No, the job of intelligence agencies is not to engage in leak campaigns to affect U.S. foreign policy, or to otherwise engage in politics. Their assessments are most worthwhile when they don’t attempt this, which is why their years-long campaign against Trump was an unfortunate self-own. Trump used intelligence agencies’ assessment, as demonstrated by his trust in their account of the Turkish tape of Khashoggi’s killing. That doesn’t mean he must follow their lead on how to set foreign policy, particularly given their track record.
Of Course Khashoggi Discussions Are a Proxy
Nobody would disagree that the brutal killing of Khashoggi is immoral and unjust. The question has always been what the United States should do about it. Fans of the Iran nuclear deal used the Khashoggi killing as a way to discuss the relative problems of dealing with Saudi Arabia and the perceived benefits of dealing with Iran.
Joe Cirincione of Ploughshares (of Iran echo chamber fame) quickly weighed in on Trump’s statement. One journalist snarked, “Really rich that the president suggests in his statement on Saudi Arabia that the lawmakers calling for a firmer response to Khashoggi’s murder might be doing so ‘for political or other reasons.’”
But of course everyone in this fight is making arguments for political reasons, including those such as Rand Paul who oppose the U.S. alliance with Saudi Arabia while it’s fighting in Yemen, and others who prefer Iran and the Muslim Brotherhood as hegemons in the Middle East. There’s nothing wrong with political argumentation. The problem is when people pretend they’re talking about a shared hatred of a brutal murder instead of talking about underlying foreign policy goals.
Benjamin Weingarten wrote about the political use of the Khashoggi killing weeks ago in this piece, “Why Is Khashoggi Being Made The Defining Issue Of U.S. Foreign Policy?”

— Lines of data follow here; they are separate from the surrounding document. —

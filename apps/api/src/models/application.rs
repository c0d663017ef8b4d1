use chrono::{DateTime, Utc};
use serde::Serialize;
use sqlx::FromRow;
use uuid::Uuid;

/// Application lifecycle states stored in `applications.status`.
pub const STATUS_PENDING: &str = "pending";
pub const STATUS_ACCEPTED: &str = "accepted";
pub const STATUS_REJECTED: &str = "rejected";

pub const VALID_STATUSES: [&str; 3] = [STATUS_PENDING, STATUS_ACCEPTED, STATUS_REJECTED];

/// Connects a seeker to a job. `UNIQUE(user_id, job_id)` prevents duplicate
/// applications at the database level.
#[derive(Debug, Clone, Serialize, FromRow)]
pub struct ApplicationRow {
    pub id: Uuid,
    pub user_id: Uuid,
    pub job_id: Uuid,
    pub status: String,
    pub cv_filename: Option<String>,
    pub applied_at: DateTime<Utc>,
}
use axum::{extract::State, Json};
use serde::{Deserialize, Serialize};

use crate::auth::password::verify_password;
use crate::auth::token::create_access_token;
use crate::errors::AppError;
use crate::models::user::UserRow;
use crate::state::AppState;

#[derive(Debug, Deserialize)]
pub struct LoginRequest {
    pub email: String,
    pub password: String,
}

#[derive(Debug, Serialize)]
pub struct TokenResponse {
    pub access_token: String,
    pub token_type: &'static str,
}

/// POST /api/v1/auth/token
pub async fn handle_login(
    State(state): State<AppState>,
    Json(req): Json<LoginRequest>,
) -> Result<Json<TokenResponse>, AppError> {
    let user = sqlx::query_as::<_, UserRow>("SELECT * FROM users WHERE LOWER(email) = LOWER($1)")
        .bind(&req.email)
        .fetch_optional(&state.db)
        .await?;

    // Same rejection for unknown email and bad password.
    let user = match user {
        Some(user) if verify_password(&req.password, &user.password_hash) => user,
        _ => return Err(AppError::Unauthorized),
    };

    let access_token = create_access_token(
        user.id,
        &state.config.jwt_secret,
        state.config.token_ttl_minutes,
    )?;

    Ok(Json(TokenResponse {
        access_token,
        token_type: "bearer",
    }))
}
use sqlx::PgPool;

use crate::config::Config;
use crate::embedding::EmbeddingGenerator;

/// Shared application state injected into all route handlers via Axum extractors.
#[derive(Clone)]
pub struct AppState {
    pub db: PgPool,
    /// Wraps the process-wide, read-only embedding model. Safe to call
    /// concurrently; model calls run on the blocking pool.
    pub embedder: EmbeddingGenerator,
    pub config: Config,
}
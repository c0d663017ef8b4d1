//! Score normalization over pre-computed vector distances.
//!
//! The database returns candidates sorted by ascending distance; this module
//! owns the per-metric score formula, the deterministic tie-break, and the
//! presentation rounding.

use std::cmp::Ordering;

use serde::Serialize;
use uuid::Uuid;

/// The two distance metrics the vector store can compute, as a tagged choice
/// so each normalization formula stays colocated with its metric.
#[derive(Debug, Clone, Copy, PartialEq, Eq)]
pub enum DistanceMetric {
    L2,
    Cosine,
}

impl DistanceMetric {
    /// pgvector SQL operator computing this metric.
    pub fn operator(self) -> &'static str {
        match self {
            DistanceMetric::L2 => "<->",
            DistanceMetric::Cosine => "<=>",
        }
    }

    /// Converts a distance into a bounded score.
    ///
    /// L2: `100 / (1 + d)`. Distance 0 scores 100 and the score decays
    /// toward 0 without ever going negative.
    ///
    /// Cosine (domain [0, 2]): `clamp((1 - d) * 100, 0, 100)`. Distances of
    /// 1 or more all floor at 0 rather than going negative.
    pub fn score(self, distance: f64) -> f64 {
        match self {
            DistanceMetric::L2 => 100.0 / (1.0 + distance),
            DistanceMetric::Cosine => ((1.0 - distance) * 100.0).clamp(0.0, 100.0),
        }
    }
}

/// One candidate as returned by the vector store: id plus its distance from
/// the query.
#[derive(Debug, Clone)]
pub struct CandidateHit {
    pub id: Uuid,
    pub distance: f64,
}

/// One scored, positioned match. Produced per query, never persisted.
#[derive(Debug, Clone, Serialize)]
pub struct MatchResult {
    pub candidate_id: Uuid,
    /// In [0, 100], rounded to one decimal place.
    pub score: f64,
    /// 1-based position.
    pub rank: usize,
}

/// Orders hits by ascending distance (ties broken by candidate id),
/// truncates to `limit`, and converts distances to scores.
pub fn rank(metric: DistanceMetric, mut hits: Vec<CandidateHit>, limit: usize) -> Vec<MatchResult> {
    hits.sort_by(|a, b| {
        a.distance
            .partial_cmp(&b.distance)
            .unwrap_or(Ordering::Equal)
            .then_with(|| a.id.cmp(&b.id))
    });
    hits.truncate(limit);

    hits.into_iter()
        .enumerate()
        .map(|(i, hit)| MatchResult {
            candidate_id: hit.id,
            score: round_one_decimal(metric.score(hit.distance)),
            rank: i + 1,
        })
        .collect()
}

fn round_one_decimal(value: f64) -> f64 {
    (value * 10.0).round() / 10.0
}

#[cfg(test)]
mod tests {
    use super::*;

    fn hit(id: u128, distance: f64) -> CandidateHit {
        CandidateHit {
            id: Uuid::from_u128(id),
            distance,
        }
    }

    #[test]
    fn test_l2_score_bounds() {
        assert_eq!(DistanceMetric::L2.score(0.0), 100.0);
        for d in [0.1, 1.0, 5.0, 1000.0] {
            let score = DistanceMetric::L2.score(d);
            assert!(score > 0.0 && score < 100.0, "score was {score} for {d}");
        }
    }

    #[test]
    fn test_cosine_score_bounds_and_floor() {
        assert_eq!(DistanceMetric::Cosine.score(0.0), 100.0);
        assert_eq!(DistanceMetric::Cosine.score(0.25), 75.0);
        // Everything at or past orthogonal floors at exactly 0.
        assert_eq!(DistanceMetric::Cosine.score(1.0), 0.0);
        assert_eq!(DistanceMetric::Cosine.score(1.5), 0.0);
        assert_eq!(DistanceMetric::Cosine.score(2.0), 0.0);
    }

    #[test]
    fn test_rank_orders_by_ascending_distance() {
        let hits = vec![hit(1, 0.1), hit(2, 0.5), hit(3, 0.3)];
        let results = rank(DistanceMetric::L2, hits, 10);

        let ids: Vec<_> = results.iter().map(|r| r.candidate_id).collect();
        assert_eq!(
            ids,
            vec![Uuid::from_u128(1), Uuid::from_u128(3), Uuid::from_u128(2)]
        );
        assert!(results.windows(2).all(|w| w[0].score >= w[1].score));
        assert_eq!(
            results.iter().map(|r| r.rank).collect::<Vec<_>>(),
            vec![1, 2, 3]
        );
    }

    #[test]
    fn test_rank_ties_break_by_candidate_id() {
        let hits = vec![hit(9, 0.4), hit(2, 0.4), hit(5, 0.4)];
        let results = rank(DistanceMetric::Cosine, hits, 10);
        let ids: Vec<_> = results.iter().map(|r| r.candidate_id).collect();
        assert_eq!(
            ids,
            vec![Uuid::from_u128(2), Uuid::from_u128(5), Uuid::from_u128(9)]
        );
    }

    #[test]
    fn test_rank_truncates_to_limit() {
        let hits = vec![hit(1, 0.1), hit(2, 0.2), hit(3, 0.3)];
        let results = rank(DistanceMetric::L2, hits, 2);
        assert_eq!(results.len(), 2);
        assert_eq!(results[1].candidate_id, Uuid::from_u128(2));
    }

    #[test]
    fn test_scores_round_to_one_decimal() {
        // L2 at d = 0.5 gives 66.666...; presented as 66.7.
        let results = rank(DistanceMetric::L2, vec![hit(1, 0.5)], 1);
        assert_eq!(results[0].score, 66.7);
    }
}
use axum::{
    extract::{Multipart, Query, State},
    http::StatusCode,
    Json,
};
use bytes::Bytes;
use pgvector::Vector;
use serde::Deserialize;
use tracing::info;
use uuid::Uuid;

use crate::auth::extractor::CurrentUser;
use crate::errors::AppError;
use crate::models::profile::{ProfileResponse, ProfileRow};
use crate::resume::analyzer::analyze_resume;
use crate::resume::merge::{merge_profile, MergedProfile};
use crate::state::AppState;

/// Documents above this ceiling are rejected before any parsing.
pub const MAX_RESUME_BYTES: usize = 2 * 1024 * 1024;

const PDF_MEDIA_TYPE: &str = "application/pdf";

#[derive(Debug, Deserialize)]
pub struct UploadParams {
    /// When true, extracted values overwrite the bio and full name even if
    /// the user edited them by hand.
    #[serde(default)]
    pub force_refresh: bool,
}

/// POST /api/v1/profiles
///
/// Uploads a CV, runs the analysis pipeline, and upserts the caller's
/// profile.
pub async fn handle_upload_resume(
    State(state): State<AppState>,
    CurrentUser(user): CurrentUser,
    Query(params): Query<UploadParams>,
    mut multipart: Multipart,
) -> Result<(StatusCode, Json<ProfileResponse>), AppError> {
    let (bytes, filename) = read_pdf_field(&mut multipart).await?;

    if bytes.len() > MAX_RESUME_BYTES {
        return Err(AppError::DocumentTooLarge(bytes.len()));
    }

    let analysis = analyze_resume(bytes, filename, &state.embedder).await?;

    let existing = sqlx::query_as::<_, ProfileRow>("SELECT * FROM profiles WHERE user_id = $1")
        .bind(user.id)
        .fetch_optional(&state.db)
        .await?;

    let merged = merge_profile(existing.as_ref(), &analysis, params.force_refresh);
    // The account username stands in when extraction found no name.
    let full_name = merged
        .full_name
        .clone()
        .unwrap_or_else(|| user.username.clone());

    let (status, profile) = match existing {
        Some(_) => {
            let row = update_profile(&state, user.id, &merged, &full_name).await?;
            (StatusCode::OK, row)
        }
        None => {
            let row = insert_profile(&state, user.id, &merged, &full_name).await?;
            (StatusCode::CREATED, row)
        }
    };

    info!(
        user_id = %user.id,
        skills = profile.skills.len(),
        experience_years = profile.experience_years,
        "Profile upserted from CV"
    );

    Ok((status, Json(profile.into())))
}

/// GET /api/v1/profiles/me
pub async fn handle_my_profile(
    State(state): State<AppState>,
    CurrentUser(user): CurrentUser,
) -> Result<Json<ProfileResponse>, AppError> {
    let profile = sqlx::query_as::<_, ProfileRow>("SELECT * FROM profiles WHERE user_id = $1")
        .bind(user.id)
        .fetch_optional(&state.db)
        .await?
        .ok_or_else(|| AppError::NotFound("Profile not found. Please upload a CV".into()))?;

    Ok(Json(profile.into()))
}

/// Pulls the `file` part out of the multipart body and checks its declared
/// media type before any byte is parsed.
async fn read_pdf_field(multipart: &mut Multipart) -> Result<(Bytes, String), AppError> {
    while let Some(field) = multipart
        .next_field()
        .await
        .map_err(|e| AppError::Validation(format!("Malformed multipart body: {e}")))?
    {
        if field.name() != Some("file") {
            continue;
        }

        if field.content_type() != Some(PDF_MEDIA_TYPE) {
            return Err(AppError::UnsupportedMediaType);
        }

        let filename = field
            .file_name()
            .unwrap_or("resume.pdf")
            .to_string();
        let bytes = field
            .bytes()
            .await
            .map_err(|e| AppError::Validation(format!("Failed to read upload: {e}")))?;

        return Ok((bytes, filename));
    }

    Err(AppError::Validation(
        "Multipart field 'file' is required".into(),
    ))
}

async fn update_profile(
    state: &AppState,
    user_id: Uuid,
    merged: &MergedProfile,
    full_name: &str,
) -> Result<ProfileRow, AppError> {
    let row = sqlx::query_as::<_, ProfileRow>(
        r#"
        UPDATE profiles
        SET full_name = $1, bio = $2, skills = $3, experience_years = $4,
            resume_filename = $5, embedding = $6, updated_at = now()
        WHERE user_id = $7
        RETURNING *
        "#,
    )
    .bind(full_name)
    .bind(&merged.bio)
    .bind(&merged.skills)
    .bind(merged.experience_years)
    .bind(&merged.resume_filename)
    .bind(Vector::from(&merged.embedding))
    .bind(user_id)
    .fetch_one(&state.db)
    .await?;

    Ok(row)
}

async fn insert_profile(
    state: &AppState,
    user_id: Uuid,
    merged: &MergedProfile,
    full_name: &str,
) -> Result<ProfileRow, AppError> {
    let row = sqlx::query_as::<_, ProfileRow>(
        r#"
        INSERT INTO profiles
            (id, user_id, full_name, bio, skills, experience_years, resume_filename, embedding)
        VALUES ($1, $2, $3, $4, $5, $6, $7, $8)
        RETURNING *
        "#,
    )
    .bind(Uuid::new_v4())
    .bind(user_id)
    .bind(full_name)
    .bind(&merged.bio)
    .bind(&merged.skills)
    .bind(merged.experience_years)
    .bind(&merged.resume_filename)
    .bind(Vector::from(&merged.embedding))
    .fetch_one(&state.db)
    .await?;

    Ok(row)
}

The Full Picture Of Khashoggi
Some journalists and pundits were extremely upset that Trump didn’t describe Khashoggi, who was a columnist, as merely a journalist or that he noted Saudis said he was a member of the Muslim Brotherhood. Here, for instance, are two journalists saying that there is “no evidence” of that and that it’s a “smear and a lie” to say so:
The contention is absurd. As the tweet indicates, Brookings admits he was a member of the Muslim Brotherhood in an article arguing that this doesn’t mean he deserved to die. Khashoggi’s last column for the Post was literally titled “The U.S. is wrong about the Muslim Brotherhood — and the Arab world is suffering for it.”

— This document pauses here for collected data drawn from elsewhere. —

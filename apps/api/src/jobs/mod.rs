pub mod handlers;

/// Builds the text that feeds a job's embedding. Stored once at
/// create/update time; match queries compare against it later.
pub fn job_context_text(title: &str, description: &str, skills: &[String]) -> String {
    format!(
        "Job Title: {title}. Description: {description}. Required Skills: {}",
        skills.join(" ")
    )
}

#[cfg(test)]
mod tests {
    use super::*;

    #[test]
    fn test_context_text_shape() {
        let skills = vec!["Python".to_string(), "Docker".to_string()];
        assert_eq!(
            job_context_text("Backend Engineer", "Build APIs", &skills),
            "Job Title: Backend Engineer. Description: Build APIs. Required Skills: Python Docker"
        );
    }

    #[test]
    fn test_context_text_without_skills() {
        assert_eq!(
            job_context_text("Backend Engineer", "Build APIs", &[]),
            "Job Title: Backend Engineer. Description: Build APIs. Required Skills: "
        );
    }
}
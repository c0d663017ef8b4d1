pub mod analyzer;
pub mod extract;
pub mod handlers;
pub mod merge;
pub mod profiler;
pub mod skills;
use axum::{
    extract::{Path, Query, State},
    http::StatusCode,
    Json,
};
use pgvector::Vector;
use serde::{Deserialize, Serialize};
use sqlx::{Postgres, QueryBuilder};
use uuid::Uuid;

use crate::auth::extractor::CurrentUser;
use crate::errors::AppError;
use crate::jobs::job_context_text;
use crate::models::job::{JobRow, JOB_COLUMNS};
use crate::state::AppState;

#[derive(Debug, Deserialize)]
pub struct JobListParams {
    #[serde(default = "default_page")]
    pub page: i64,
    #[serde(default = "default_limit")]
    pub limit: i64,
    pub search: Option<String>,
    pub location: Option<String>,
    pub is_remote: Option<bool>,
    pub min_salary: Option<i32>,
}

fn default_page() -> i64 {
    1
}

fn default_limit() -> i64 {
    10
}

#[derive(Debug, Serialize)]
pub struct PageMeta {
    pub page: i64,
    pub limit: i64,
    pub total_items: i64,
    pub total_pages: i64,
}

#[derive(Debug, Serialize)]
pub struct JobListResponse {
    pub jobs: Vec<JobRow>,
    pub meta: PageMeta,
}

/// GET /api/v1/jobs
pub async fn handle_list_jobs(
    State(state): State<AppState>,
    Query(params): Query<JobListParams>,
) -> Result<Json<JobListResponse>, AppError> {
    if params.page < 1 {
        return Err(AppError::Validation("page must be at least 1".into()));
    }
    if !(1..=100).contains(&params.limit) {
        return Err(AppError::Validation("limit must be between 1 and 100".into()));
    }

    let mut count_query = QueryBuilder::new("SELECT COUNT(*) FROM jobs");
    push_filters(&mut count_query, &params);
    let total_items: i64 = count_query
        .build_query_scalar()
        .fetch_one(&state.db)
        .await?;

    let mut list_query = QueryBuilder::new(format!("SELECT {JOB_COLUMNS} FROM jobs"));
    push_filters(&mut list_query, &params);
    list_query.push(" ORDER BY created_at DESC LIMIT ");
    list_query.push_bind(params.limit);
    list_query.push(" OFFSET ");
    list_query.push_bind((params.page - 1) * params.limit);

    let jobs: Vec<JobRow> = list_query.build_query_as().fetch_all(&state.db).await?;

    let total_pages = (total_items + params.limit - 1) / params.limit;

    Ok(Json(JobListResponse {
        jobs,
        meta: PageMeta {
            page: params.page,
            limit: params.limit,
            total_items,
            total_pages,
        },
    }))
}

fn push_filters(query: &mut QueryBuilder<'_, Postgres>, params: &JobListParams) {
    query.push(" WHERE TRUE");

    if let Some(search) = &params.search {
        let pattern = format!("%{search}%");
        query.push(" AND (title ILIKE ");
        query.push_bind(pattern.clone());
        query.push(" OR description ILIKE ");
        query.push_bind(pattern);
        query.push(")");
    }
    if let Some(location) = &params.location {
        query.push(" AND location ILIKE ");
        query.push_bind(format!("%{location}%"));
    }
    if let Some(is_remote) = params.is_remote {
        query.push(" AND is_remote = ");
        query.push_bind(is_remote);
    }
    if let Some(min_salary) = params.min_salary {
        query.push(" AND salary >= ");
        query.push_bind(min_salary);
    }
}

/// GET /api/v1/jobs/:id
pub async fn handle_get_job(
    State(state): State<AppState>,
    Path(id): Path<Uuid>,
) -> Result<Json<JobRow>, AppError> {
    let job = fetch_job(&state, id).await?;
    Ok(Json(job))
}

#[derive(Debug, Deserialize)]
pub struct JobCreate {
    pub title: String,
    pub location: String,
    pub salary: i32,
    pub description: String,
    #[serde(default)]
    pub is_remote: bool,
    #[serde(default)]
    pub skills: Vec<String>,
}

/// POST /api/v1/jobs
///
/// Recruiters only. The job's embedding is computed here, once, from the
/// title/description/skills context text.
pub async fn handle_create_job(
    State(state): State<AppState>,
    CurrentUser(user): CurrentUser,
    Json(req): Json<JobCreate>,
) -> Result<(StatusCode, Json<JobRow>), AppError> {
    if !user.can_post_jobs() {
        return Err(AppError::Forbidden);
    }
    let company = user.company_name.clone().ok_or_else(|| {
        AppError::Validation(
            "You must set a company name on your account before posting jobs".into(),
        )
    })?;

    let context = job_context_text(&req.title, &req.description, &req.skills);
    let embedding = state.embedder.embed(&context).await?;

    let job = sqlx::query_as::<_, JobRow>(&format!(
        r#"
        INSERT INTO jobs
            (id, title, company, location, salary, description, is_remote, skills, embedding, owner_id)
        VALUES ($1, $2, $3, $4, $5, $6, $7, $8, $9, $10)
        RETURNING {JOB_COLUMNS}
        "#,
    ))
    .bind(Uuid::new_v4())
    .bind(&req.title)
    .bind(&company)
    .bind(&req.location)
    .bind(req.salary)
    .bind(&req.description)
    .bind(req.is_remote)
    .bind(&req.skills)
    .bind(Vector::from(&embedding))
    .bind(user.id)
    .fetch_one(&state.db)
    .await?;

    Ok((StatusCode::CREATED, Json(job)))
}

#[derive(Debug, Deserialize)]
pub struct JobUpdate {
    pub title: Option<String>,
    pub location: Option<String>,
    pub salary: Option<i32>,
    pub description: Option<String>,
    pub is_remote: Option<bool>,
    pub skills: Option<Vec<String>>,
}

/// PATCH /api/v1/jobs/:id
///
/// When the title, description, or skills change, the embedding is
/// recomputed from the new values so match quality tracks the posting.
pub async fn handle_update_job(
    State(state): State<AppState>,
    CurrentUser(user): CurrentUser,
    Path(id): Path<Uuid>,
    Json(req): Json<JobUpdate>,
) -> Result<Json<JobRow>, AppError> {
    let job = fetch_job(&state, id).await?;
    if job.owner_id != user.id && !user.is_admin() {
        return Err(AppError::Forbidden);
    }

    let text_changed = req.title.is_some() || req.description.is_some() || req.skills.is_some();

    let title = req.title.unwrap_or(job.title);
    let location = req.location.unwrap_or(job.location);
    let salary = req.salary.unwrap_or(job.salary);
    let description = req.description.unwrap_or(job.description);
    let is_remote = req.is_remote.unwrap_or(job.is_remote);
    let skills = req.skills.unwrap_or(job.skills);

    let updated = if text_changed {
        let context = job_context_text(&title, &description, &skills);
        let embedding = state.embedder.embed(&context).await?;

        sqlx::query_as::<_, JobRow>(&format!(
            r#"
            UPDATE jobs
            SET title = $1, location = $2, salary = $3, description = $4,
                is_remote = $5, skills = $6, embedding = $7
            WHERE id = $8
            RETURNING {JOB_COLUMNS}
            "#,
        ))
        .bind(&title)
        .bind(&location)
        .bind(salary)
        .bind(&description)
        .bind(is_remote)
        .bind(&skills)
        .bind(Vector::from(&embedding))
        .bind(id)
        .fetch_one(&state.db)
        .await?
    } else {
        sqlx::query_as::<_, JobRow>(&format!(
            r#"
            UPDATE jobs
            SET title = $1, location = $2, salary = $3, description = $4,
                is_remote = $5, skills = $6
            WHERE id = $7
            RETURNING {JOB_COLUMNS}
            "#,
        ))
        .bind(&title)
        .bind(&location)
        .bind(salary)
        .bind(&description)
        .bind(is_remote)
        .bind(&skills)
        .bind(id)
        .fetch_one(&state.db)
        .await?
    };

    Ok(Json(updated))
}

/// DELETE /api/v1/jobs/:id
pub async fn handle_delete_job(
    State(state): State<AppState>,
    CurrentUser(user): CurrentUser,
    Path(id): Path<Uuid>,
) -> Result<StatusCode, AppError> {
    let job = fetch_job(&state, id).await?;
    if job.owner_id != user.id && !user.is_admin() {
        return Err(AppError::Forbidden);
    }

    sqlx::query("DELETE FROM jobs WHERE id = $1")
        .bind(id)
        .execute(&state.db)
        .await?;

    Ok(StatusCode::NO_CONTENT)
}

pub(crate) async fn fetch_job(state: &AppState, id: Uuid) -> Result<JobRow, AppError> {
    sqlx::query_as::<_, JobRow>(&format!("SELECT {JOB_COLUMNS} FROM jobs WHERE id = $1"))
        .bind(id)
        .fetch_optional(&state.db)
        .await?
        .ok_or_else(|| AppError::NotFound(format!("Job {id} not found")))
}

Lee Smith, an expert reader of the Arab press, explained how journalists such as Khashoggi operate differently from the ideal (if fading) American journalistic model, in this article on some of the ironies of the Khashoggi story.
An Honest Statement
From the subhed to the many exclamation points, critics commented on Trump’s writing style. “How do even the prepared written statements come out sounding like demented stream-of-consciousness rants?” Julian Sanchez wrote.

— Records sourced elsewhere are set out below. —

use chrono::{DateTime, Utc};
use serde::Serialize;
use sqlx::FromRow;
use uuid::Uuid;

/// A job posting. The embedding column is written at create/update time and
/// queried through `matching::store`; list/detail selects leave it out.
#[derive(Debug, Clone, Serialize, FromRow)]
pub struct JobRow {
    pub id: Uuid,
    pub title: String,
    pub company: String,
    pub location: String,
    pub salary: i32,
    pub description: String,
    pub is_remote: bool,
    pub skills: Vec<String>,
    pub owner_id: Uuid,
    pub created_at: DateTime<Utc>,
}

/// Columns selected by every job query that skips the embedding.
pub const JOB_COLUMNS: &str =
    "id, title, company, location, salary, description, is_remote, skills, owner_id, created_at";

“There are many things to say about this astonishing press statement, but I can’t stop noticing that the first line—’The world is a very dangerous place!’—is written in near amphibrachs, putting Trump in the very American company of Dr. Seuss and Migos,” said The Atlantic’s Robinson Meyer.
Bloomberg’s Shannon Pettypiece wrote, “Weird how nothing in this statement is in all caps.” This missed what my colleague noted, that Trump didn’t just mention but capitalized the phrase that dared not speak its name in the previous administration: “Radical Islamic Terrorism.”
More interestingly, the statement was refreshingly honest and blunt. Or, as Foundation for Defense of Democracies’ Jonathan Schanzer wrote, “I see the outrage as it relates to Khashoggi. But don’t pretend this is some deviation from the norm. Trump’s response gives words (minus the exclamation marks) to the Saudi policy of every other POTUS before him.”
On that last point, we can all agree: Trump could cut back on the exclamation points. But moving from the failed attempt of using a heavy hand to spread democracy and American values to advocating a foreign policy in favor of the country’s strategic interests is something to be excited about.